Anlaşıldığı üzere basınçlı ekipman/kap testi belli aşamalarda zorunludur, ancak aynı zamanda tüm üreticilerin ve son kullanıcıların öncelikli olarak istemesi gereken kritik gereksinim, operasyonlarını ve insanların güvenliğini korumak olacaktır.
Bir basınçlı kap zehirli bir gaz muhafaza ediyorsa, delinme ve/veya yırtılma yoluyla tehlikeli bir gaz kaçağına neden olabilir. İçindeki malzeme zehirli olmasa bile, delinmiş, kırılmış bir kap bir patlamaya veya ciddi bir yangına sebebiyet verir. Böyle bir durum, operasyonlarınızı durdurabilir. İşletmenizdeki hangi işlemlerin bir basınç tankına bağlı olduğunu düşünün. Şimdi, bu işlemlerin basınçlı kap değiştirilinceye kadar durduğunu hayal edin. Planlanmamış aksama süreleri büyük bir maddi kayıpla sonuçlanacaktır.
Basınçlı ekipmandan/kaptan kaynaklanacak bir kaza, basınçlı ekipman etrafındaki ekipmana da ciddi şekilde zarar verebilir. Hasar görmüş ekipmanın tekrardan yerine konması yüzlerce, binlerce, hatta milyonlarca liraya mâl olabilir.
Ayrıca ekipman olmadığı için yaşayacağınız üretim, iş ve para kayıpları da cabası…
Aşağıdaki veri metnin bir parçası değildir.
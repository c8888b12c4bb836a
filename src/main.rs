use anyhow::Result;
use background_services::marker_renderer::{apply_map_commands, map_channel};
use background_services::stop_fetcher::{RefreshRequest, run_stop_fetcher};
use clap::Parser;
use config::Config;
use dotenvy::dotenv;
use map_surface::TracingMapSurface;
use opentelemetry::trace::TracerProvider as _;
use opentelemetry_otlp::{SpanExporter, WithExportConfig};
use opentelemetry_sdk::Resource;
use opentelemetry_sdk::trace::SdkTracerProvider;
use std::time::Duration;
use tokio::sync::mpsc::channel;
use tokio::{select, spawn};
use tracing::{error, info};
use tracing_subscriber::filter::LevelFilter;
use tracing_subscriber::layer::SubscriberExt;
use tracing_subscriber::util::SubscriberInitExt;
use tracing_subscriber::{EnvFilter, Registry};

mod background_services;
mod config;
mod map_surface;
mod model;

#[derive(Parser, Debug)]
struct Args {
    /// URL of the stop feed, falls back to the SUNSPOT_ENDPOINT env variable
    #[arg(long)]
    endpoint: Option<String>,
}

#[tokio::main(flavor = "multi_thread")]
async fn main() -> Result<()> {
    _ = dotenv();
    let args = Args::parse();

    let otlp_endpoint =
        dotenvy::var("OTLP_ENDPOINT").unwrap_or("http://localhost:4317".to_string());

    let exporter = SpanExporter::builder()
        .with_tonic()
        .with_timeout(Duration::from_millis(1000))
        .with_endpoint(&otlp_endpoint)
        .build()?;

    let provider = SdkTracerProvider::builder()
        .with_batch_exporter(exporter)
        .with_resource(
            Resource::builder()
                .with_service_name("sunspot_stop_map")
                .build(),
        )
        .build();

    let tracer = provider.tracer("sunspot_stop_map");

    let telemetry_layer = tracing_opentelemetry::layer().with_tracer(tracer);

    let env_filter = EnvFilter::builder()
        .with_default_directive(LevelFilter::INFO.into())
        .from_env_lossy();

    let appender = tracing_appender::rolling::daily("./logs", "sunspot_stop_map.log");
    let (non_blocking_appender, _guard) = tracing_appender::non_blocking(appender);

    // A layer that logs events to rolling files.
    let file_log = tracing_subscriber::fmt::layer()
        .with_writer(non_blocking_appender)
        .with_ansi(false)
        .pretty();

    Registry::default()
        .with(telemetry_layer)
        .with(file_log)
        .with(env_filter)
        .init();

    info!("OTLP_ENDPOINT: {}", otlp_endpoint);

    let config = Config::from_sources(args.endpoint)?;

    let (map_handle, mut map_commands) = map_channel(32);
    let (refresh_sender, mut refresh_requests) = channel::<RefreshRequest>(1);

    let renderer = spawn(async move {
        let mut surface = TracingMapSurface::default();
        apply_map_commands(&mut map_commands, &mut surface).await;
    });

    let fetcher = spawn(async move {
        if let Err(e) = run_stop_fetcher(&mut refresh_requests, &config, map_handle).await {
            error!("{e}");
        }
    });

    // the page coming up is the first display event
    refresh_sender.send(RefreshRequest).await?;

    select! {
        _ = tokio::signal::ctrl_c() => {
            info!("Shutting down");
        },
        res = renderer => {
            match res {
                Ok(_) => info!("Renderer stopped"),
                Err(err) => error!("{:?}", err),
            }
        },
        res = fetcher => {
            match res {
                Ok(_) => info!("Stop fetcher stopped"),
                Err(err) => error!("{:?}", err),
            }
        },
    }

    Ok(())
}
Ayrıca, Çalışanların zehirlenmesi veya patlamaya veya yangına maruz kalması, mali zarardan çok daha ağır sonuçlara neden olacaktır. İşverenler, çalışanları için güvenli bir çalışma ortamı sağlamaktan sorumlu ve yükümlüdür.
Basınçlı ekipmanlar/kaplarınızın iyi durumda olduğunu varsayarsanız, bunların hiçbiri önemli görünmeyecektir.
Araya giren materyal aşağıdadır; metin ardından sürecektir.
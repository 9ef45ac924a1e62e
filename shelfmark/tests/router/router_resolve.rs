use std::sync::Arc;

use shelfmark::{CancellationToken, IdKind, Query, Shelfmark};
use shelfmark_mock::{MockProvider, RecordedCall};

use crate::helpers::dynamic_google;

#[tokio::test]
async fn first_source_with_a_record_wins() {
    let google = Arc::new(MockProvider::google_books());
    let open_library = Arc::new(MockProvider::open_library());
    let sm = Shelfmark::builder()
        .with_provider(open_library.clone())
        .with_provider(google.clone())
        .build()
        .unwrap();

    let record = sm
        .resolve(
            &Query::title("Dune").with_author("Frank Herbert"),
            &CancellationToken::new(),
        )
        .await
        .unwrap()
        .unwrap();

    assert_eq!(record.ids.get(IdKind::GoogleBooks), Some("B1hSG45JCX4C"));
    assert_eq!(open_library.calls().total(), 0);
}

#[tokio::test]
async fn falls_through_to_next_source() {
    let (google, ctl) = dynamic_google();
    let open_library = Arc::new(MockProvider::open_library());
    let sm = Shelfmark::builder()
        .with_provider(google)
        .with_provider(open_library.clone())
        .build()
        .unwrap();

    let record = sm
        .resolve(
            &Query::title("The Hobbit").with_author("J.R.R. Tolkien"),
            &CancellationToken::new(),
        )
        .await
        .unwrap()
        .unwrap();

    assert_eq!(record.name, "The Hobbit: There and Back Again");
    assert_eq!(
        record.overview.as_deref(),
        Some("In a hole in the ground there lived a hobbit.")
    );
    assert_eq!(
        ctl.calls().await,
        vec![RecordedCall::Text(
            "The Hobbit".to_string(),
            Some("J.R.R. Tolkien".to_string())
        )]
    );
    assert_eq!(open_library.calls().fetch, 1);
}

#[tokio::test]
async fn unknown_book_resolves_to_none_everywhere() {
    let google = Arc::new(MockProvider::google_books());
    let open_library = Arc::new(MockProvider::open_library());
    let sm = Shelfmark::builder()
        .with_provider(google.clone())
        .with_provider(open_library.clone())
        .build()
        .unwrap();

    let out = sm
        .resolve(&Query::title("Nonexistent Novel"), &CancellationToken::new())
        .await
        .unwrap();
    assert!(out.is_none());
    assert_eq!(google.calls().text, 1);
    assert_eq!(open_library.calls().text, 1);
}

#[tokio::test]
async fn cancelled_resolve_stops_before_any_source() {
    let google = Arc::new(MockProvider::google_books());
    let sm = Shelfmark::builder()
        .with_provider(google.clone())
        .build()
        .unwrap();
    let cancel = CancellationToken::new();
    cancel.cancel();

    let err = sm
        .resolve(&Query::title("Dune"), &cancel)
        .await
        .unwrap_err();
    assert!(err.is_cancelled());
    assert_eq!(google.calls().total(), 0);
}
Umulur ki durum böyle olsa da ekipmanlarınızın test edilmedikçe uygun olup olmadığından emin olamazsınız. Basınçlı ekipman muayenesinin sonuçları size katkılar sağlar. Yapılan basınçlı kap muayenelerinde, iş yerlerinde bulunan Basınçlı ekipmanlar/kapların çatlak veya hasarlı olduğunun ortaya çıkarılmasında büyük fayda sağlamaktadır.
Düzenli periyodik kontrol ve muayeneler tehlikeli bir hatayı önlemede farkı ortaya koyan işlemlerdir. Basınçlı kap kontrol sıklığı çeşitli faktörlere bağlıdır, ancak genel bir kural, basınç kapınızı yılda bir ve ya standartlarda ve mevzuatlarda aksi belirtilmedikçe bir, beş ya da ürüne göre on yılda bir kontrol ettirmeniz gerektiğidir. Bu kontroller eksiksiz olmalı ve görsel-fiziksel kontrol, mekanik ve hidrostatik basınç testi, kalınlık değerlendirmesi, gerilme analizi ve herhangi bir basınç tahliye valfinin kontrol edilmesini muhakkak içermelidir.